The reason Uggla's spring struggles could cause more consternation than usual is because he's coming off what he calls his worst big-league season. In 523 at-bats in 2012 Uggla hit .220 with 19 home runs, 78 RBI and 168 strikeouts.

Uggla struck out four times against the Nationals Friday, including consecutive three-pitch strikeouts, to push his strikeout total to 10 in 16 spring at-bats. The 0-for-2 day against the Astros dropped his batting average to .111 in the spring.

But Uggla said he felt better at the plate Saturday. He said that plus some strong swings in batting practice lately have him positive he's on the right track.

“I've never been one of those guys that starts off hot, in spring training especially,” he said. “There's always an adjustment period—getting the timing, figuring out how to stand in the batter's box again. (The at-bats) have been pretty bad, to say the least, but they are always bad in the first couple weeks of spring."

Uggla said 2012 was “a tough year mentally for me, but I got through it.” He said he took some positives from the season, which included leading the NL in walks with 94 and an on-base percentage of .348 in spite of the poor hitting.

Uggla said the bad year motivates him to get back on track in 2013.

“For anybody that takes pride in their profession, their career, it's going to drive them that much more to come back and get back to what they are used to doing, if not even better,” he said. “That's all it's done for me. I'd like to come out and get hits and be hitting homers these first couple weeks of spring; it would be a lot more fun than grinding it out. It's still a process getting your rhythm back and getting your timing back. I'm happy with where I'm at and the progress.”

Kimbrel finishes strong

Braves closer Craig Kimbrel got in a final inning of work before leaving camp on Sunday to join Team USA for the World Baseball Classic.

 After a walk, hit batsman, RBI single and another walk by Kimbrel in the seventh inning, Braves pitching coach Walker visited him at the mound.

 “He said, 'Just quit thinking and throw the ball,'” Kimbrel said.

Kimbrel then got George Springer and Jimmy Paredes to strike out looking to end the inning.

For the spring, Kimbrel allowed five hits and three earned runs in four innings with five walks and three strikeouts.

“I gave up runs, but I kind of figured out today what I need to do and where I'm at” he said. “I would say if I wouldn't have finished the way I did I wouldn't feel too good about it but I do now.”

 Gilmartin struggles

 After Julio Teheran had another strong outing in his bid to be Atlanta's fifth starter on Friday, left-hander Sean Gilmartin allowed six hits and four earned runs in three innings with three strikeouts against the Astros.

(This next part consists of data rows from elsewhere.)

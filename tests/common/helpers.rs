//! Mock construction helpers for checker test suites

use govisit_watch::traits::MockPageSession;
use govisit_watch::types::BranchControl;

use super::fixtures::TestFixtures;

/// A page session that navigates and settles cleanly and expects exactly
/// one teardown; branch expectations are layered on by the caller
pub fn settled_page() -> MockPageSession {
    let mut page = MockPageSession::new();
    page.expect_open().returning(|_, _| Ok(()));
    page.expect_wait_for_text().returning(|_, _, _| Ok(()));
    page.expect_close().times(1).returning(|| Ok(()));
    page
}

/// Stub one branch as present with the given `aria-disabled` reading
pub fn stub_control(page: &mut MockPageSession, name: &'static str, disabled_attr: Option<&'static str>) {
    page.expect_find_branch_control()
        .withf(move |query, _| query.name == name)
        .returning(move |_, _| {
            Ok(Some(BranchControl {
                disabled_attr: disabled_attr.map(|s| s.to_string()),
            }))
        });
}

/// Stub one branch as absent from the page
pub fn stub_missing(page: &mut MockPageSession, name: &'static str) {
    page.expect_find_branch_control()
        .withf(move |query, _| query.name == name)
        .returning(|_, _| Ok(None));
}

/// Stub a date-hint fragment for one branch
pub fn stub_date_hint(page: &mut MockPageSession, name: &'static str, hint: Option<&'static str>) {
    page.expect_find_date_hint()
        .withf(move |query, _| query.name == name)
        .returning(move |_, _| Ok(hint.map(|s| s.to_string())));
}

/// The standard three-branch fixture page: one open with a date hint, one
/// closed, one missing
pub fn mixed_page() -> MockPageSession {
    let mut page = settled_page();
    stub_control(&mut page, TestFixtures::BRANCH_OPEN, Some("false"));
    stub_date_hint(&mut page, TestFixtures::BRANCH_OPEN, Some(TestFixtures::DATE_HINT));
    stub_control(&mut page, TestFixtures::BRANCH_CLOSED, Some("true"));
    stub_missing(&mut page, TestFixtures::BRANCH_MISSING);
    page
}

 Gilmartin gave up all four of the runs in the fourth inning. From there, he retired the side in order in the fifth inning and faced three batters in the sixth, which ended with a double play.

Gonzalez said Gilmartin was affected by the strong winds at Osceola County Stadium.

“Sean had trouble pitching his breaking ball,” Gonzalez said. “He throws that big loopy one and with the wind blowing in his face had a tough time. But he's a smart enough kid the second time around he started using his change-up more and that seemed to be working.”

Against the Nationals Friday Teheran retired nine of 10 batters faced in three innings with five strikeouts and no walks.

Short hops

Braves first baseman Freddie Freeman hit a two-out, solo home run in the third inning Saturday that carried in the wind well beyond the right-field fence. It was Freeman's first homer of the spring. . . .

Braves shortstop Andrelton Simmons, playing for the Netherlands in the World Baseball Classic, was 3 for 5 with two doubles and two runs scored in a 5-0 victory over South Korea on Saturday. Simmons hit first in the order.